Rui Leitão

Jornalista e escritor.

Política

Agonia e morte de Tancredo Neves


20/02/2025

Tancredo Neves, primeiro presidente civil eleito após a ditadura militar, mesmo que pelo voto indireto, já sentia fortes dores abdominais durante o período da campanha. Mas procurava esconder, com receio de que o ditador de plantão, general Figueiredo, por conta disso, resolvesse adiar a eleição programada para 15 de janeiro de 1985. Disfarçava tomando antibióticos às escondidas. Além da doença a que estava acometido, tinha outra preocupação. Sabia que seu vice, José Sarney, não era bem visto pelos militares, a quem consideravam um traidor, pois antes presidira o partido que dava sustentação ao governo, o PDS, renunciando para compor a chapa de oposição. Temia que na impossibilidade de assumir a presidência, não permitissem a sua posse, mesmo na interinidade.

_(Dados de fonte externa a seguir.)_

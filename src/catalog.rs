//! Shelf catalog: read-only view of shelf records from the catalog backend.
//!
//! The catalog owns shelves; this crate only needs their id and assigned
//! location to work out which kubes are occupied.

use std::time::Duration;

use serde::{Deserialize, Deserializer, Serialize};

use crate::config::KubeConfig;
use crate::error::ErrorCode;
use crate::kube::LocationId;

#[derive(Debug, thiserror::Error)]
pub enum CatalogError {
    #[error("shelf request failed: {0}")]
    Request(String),

    #[error("shelf request returned status {0}")]
    Status(u16),

    #[error("shelf list could not be decoded: {0}")]
    Decode(String),
}

impl ErrorCode for CatalogError {
    fn error_code(&self) -> &'static str {
        match self {
            Self::Request(_) => "E_CATALOG_REQUEST",
            Self::Status(_) => "E_CATALOG_STATUS",
            Self::Decode(_) => "E_CATALOG_DECODE",
        }
    }

    fn retryable(&self) -> bool {
        matches!(self, Self::Request(_) | Self::Status(429 | 500..=599))
    }
}

/// A shelf as served by the catalog. Only the fields this crate reads.
#[derive(Debug, Clone, PartialEq, Eq, Serialize, Deserialize)]
pub struct ShelfRecord {
    #[serde(deserialize_with = "string_or_number")]
    pub id: String,
    #[serde(default)]
    pub name: Option<String>,
    #[serde(default, deserialize_with = "blank_as_none")]
    pub location: Option<LocationId>,
}

impl ShelfRecord {
    #[must_use]
    pub fn new(id: impl Into<String>, location: Option<&str>) -> Self {
        Self { id: id.into(), name: None, location: location.map(LocationId::from) }
    }

    /// Name for display, falling back to the id.
    #[must_use]
    pub fn label(&self) -> &str {
        self.name.as_deref().unwrap_or(&self.id)
    }
}

fn string_or_number<'de, D>(deserializer: D) -> Result<String, D::Error>
where
    D: Deserializer<'de>,
{
    match serde_json::Value::deserialize(deserializer)? {
        serde_json::Value::String(s) => Ok(s),
        serde_json::Value::Number(n) => Ok(n.to_string()),
        other => Err(serde::de::Error::custom(format!("expected string or number id, got {other}"))),
    }
}

fn blank_as_none<'de, D>(deserializer: D) -> Result<Option<LocationId>, D::Error>
where
    D: Deserializer<'de>,
{
    let raw = Option::<String>::deserialize(deserializer)?;
    Ok(raw.filter(|s| !s.trim().is_empty()).map(LocationId::from))
}

// =============================================================================
// CATALOG SOURCE
// =============================================================================

/// Supplier of the current shelf list.
#[async_trait::async_trait]
pub trait ShelfCatalog: Send + Sync {
    async fn list_shelves(&self) -> Result<Vec<ShelfRecord>, CatalogError>;
}

pub struct HttpShelfCatalog {
    http: reqwest::Client,
    url: String,
}

impl HttpShelfCatalog {
    /// # Errors
    ///
    /// Returns [`CatalogError::Request`] if the HTTP client cannot be built.
    pub fn new(config: &KubeConfig) -> Result<Self, CatalogError> {
        let mut builder = reqwest::Client::builder().connect_timeout(Duration::from_secs(config.connect_timeout_secs));
        if let Some(secs) = config.request_timeout_secs {
            builder = builder.timeout(Duration::from_secs(secs));
        }
        let http = builder.build().map_err(|e| CatalogError::Request(e.to_string()))?;
        Ok(Self { http, url: config.shelves_url() })
    }
}

#[async_trait::async_trait]
impl ShelfCatalog for HttpShelfCatalog {
    async fn list_shelves(&self) -> Result<Vec<ShelfRecord>, CatalogError> {
        let response = self
            .http
            .get(&self.url)
            .send()
            .await
            .map_err(|e| CatalogError::Request(e.to_string()))?;
        let status = response.status();
        if !status.is_success() {
            return Err(CatalogError::Status(status.as_u16()));
        }
        let text = response.text().await.map_err(|e| CatalogError::Request(e.to_string()))?;
        parse_shelves(&text)
    }
}

/// Decode a shelf list body.
///
/// # Errors
///
/// Returns [`CatalogError::Decode`] when the body is not a JSON array of shelves.
pub fn parse_shelves(body: &str) -> Result<Vec<ShelfRecord>, CatalogError> {
    serde_json::from_str(body).map_err(|e| CatalogError::Decode(e.to_string()))
}

#[cfg(test)]
#[path = "catalog_test.rs"]
mod tests;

Dois dias antes da data definida para ser empossado, as dores se tornaram insuportáveis, motivo pelo qual foi aconselhado pelos médicos a procurar tratamento em um hospital. Reagiu dizendo: “Façam de mim o que quiserem. Depois da posse”. Repetiu uma frase que ouvira de Getúlio Vargas: “No Brasil, não basta vencer a eleição, é preciso ganhar a posse!”.

Durante a missa, realizada no Santuário Dom Bosco, em Brasília, na véspera da posse, sentiu-se mal e foi transportado às pressas para o Hospital de Base do Distrito Federal. Ao ser internado, falou para seu primo, Francisco Dornelles, já indicado futuro Ministro da Fazenda, que não permitisse ser operado, enquanto não tivesse a garantia de que Sarney assumiria, em caráter interino, a presidência da República. Ficou mais tranquilo quando recebeu a informação de que o presidente da Câmara Ulysses Guimarães e o ex-ministro chefe da Casa Civil, Leitão de Abreu, já estavam nos preparativos para empossar o vice-presidente eleito.

Foi submetido a uma primeira cirurgia para a retirada de um diverticulite de Merckel infeccionada. Tinha início, então, uma longa agonia, por 38 dias, enfrentando complicações pós-operatórias e sete cirurgias. Foi, então, transferido para o INCOR, em São Paulo, no dia 23 de março. O Brasil inteiro acompanhava os boletins médicos, com informações diversas sobre o diagnóstico. O assunto dominante era um só: a doença do presidente. Havia uma forte comoção popular.

Após a sétima cirurgia, Tancredo foi mantido em coma induzido por dez dias. Na noite do dia 21 de abril, o jornalista Antônio Brito, comunicou ao Brasil a notícia que ninguém queria receber: “ “Lamento informar que o excelentíssimo senhor presidente da República, Tancredo de Almeida Neves, faleceu esta noite no Instituto do Coração, às 22 horas e 23 minutos”. Aos 75 anos, vítima de infecção generalizada.

O cortejo fúnebre, na manhã do dia 22 de abril, após uma missa celebrada no Instituto do Coração, seguiu no caminhão do Corpo de Bombeiros até o aeroporto de Congonhas, de onde foi transportado para Brasília. Durante dois dias foi velado e seu corpo exposto à visitação pública. A subida da rampa no Palácio do Planalto, tão ansiosamente esperada por todos, foi feita dentro de um caixão, com a população acompanhando, consternada, o seu lento ingresso no local onde deveria exercer o tão almejado cargo de presidente da República.

Na tarde do dia 24 de abril, seu corpo chegou à sua terra natal, São João Del Rei, em Minas Gerais, para ser homenageado pelos conterrâneos e sepultado, às 22h, no cemitério da Ordem Terceira, na igreja de São Francisco de Assis. Durante os funerais, a música “Coração de Estudante”, de Milton Nascimento, que se tornou um hino da campanha das Diretas Ja, foi cantada várias vezes. Contam que, certa vez, ele, numa conversa no Senado, teria dito que na sua lápide seria colocada a mensagem: “Aqui jaz, muito a contragosto, Tancredo de Almeida Neves”. A inscrição não chegou a ser feita.

A história da Nova República principiava com uma tragédia. Cabia a José Sarney, vice-presidente empossado, honrar o compromisso de restaurar a democracia, proferido por Tancredo Neves.